FINDINGS
In imaging studies, UCLA researchers found that the brains of people with schizophrenia are less sensitive to social rewards, such as the positive feelings that can come from social interactions with people, than they are to so-called nonsocial rewards, such as money or objects.
BACKGROUND
People generally find social stimulation rewarding, which in turn motivates them to seek more social interactions. Conversely, in people with schizophrenia, abnormalities in how the brain processes social rewards likely contribute to human interaction problems. One of the hallmarks of schizophrenia is the impairment of social function, which includes the ability to conduct everyday conversations and maintain relationships with other people.
METHOD
To study the brain's response to different stimuli, researchers recruited 27 people with clinically stable schizophrenia and 25 healthy individuals. They were asked to complete a task while in a functional magnetic resonance imaging, or fMRI, scanner. Functional MRI scans look at blood flow in the brain to detect areas of activity.

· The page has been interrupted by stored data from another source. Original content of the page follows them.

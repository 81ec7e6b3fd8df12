//! Command implementations

pub mod completions;
pub mod configure;
pub mod flags;
pub mod install;
pub mod sources;
pub mod toolchain;
pub mod version;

The task was to play a computerized version of a slot machine, or "one-armed bandit." There were two categories of payouts, images of dollar bills or of happy human faces. Researchers asked the participants to evaluate which machines had the best "payouts" in each category.
When comparing machines that gave dollar-bill payouts, levels of activity in the brain were similar in people with and without schizophrenia. However, when comparing machines that gave payouts of human smiling faces, the level of activity in the brain was much lower in people with schizophrenia than in healthy individuals.
IMPACT
The findings provide additional evidence of disrupted social rewards processing in people with schizophrenia, researchers say. The next project is to perform the test in patients who have experienced their first psychotic episode to see how their reactions to social rewards change.
AUTHORS
The study's first author is Junghee Lee, a research psychologist at UCLA; the senior author is Michael Green, a professor in residence in the department of psychiatry and biobehavioral sciences at the Semel Institute for Neuroscience and Human Behavior at the David Geffen School of Medicine at UCLA. The other authors are William Horan, Eric Reavis and Jonathan Wynn, all of UCLA and the VA Greater Los Angeles Healthcare System.
JOURNAL
The study appears in the September 5 issue of the journal Schizophrenia Bulletin.
FUNDING
The National Institute of Mental Health and the Brain & Behavior Research Foundation supported this work.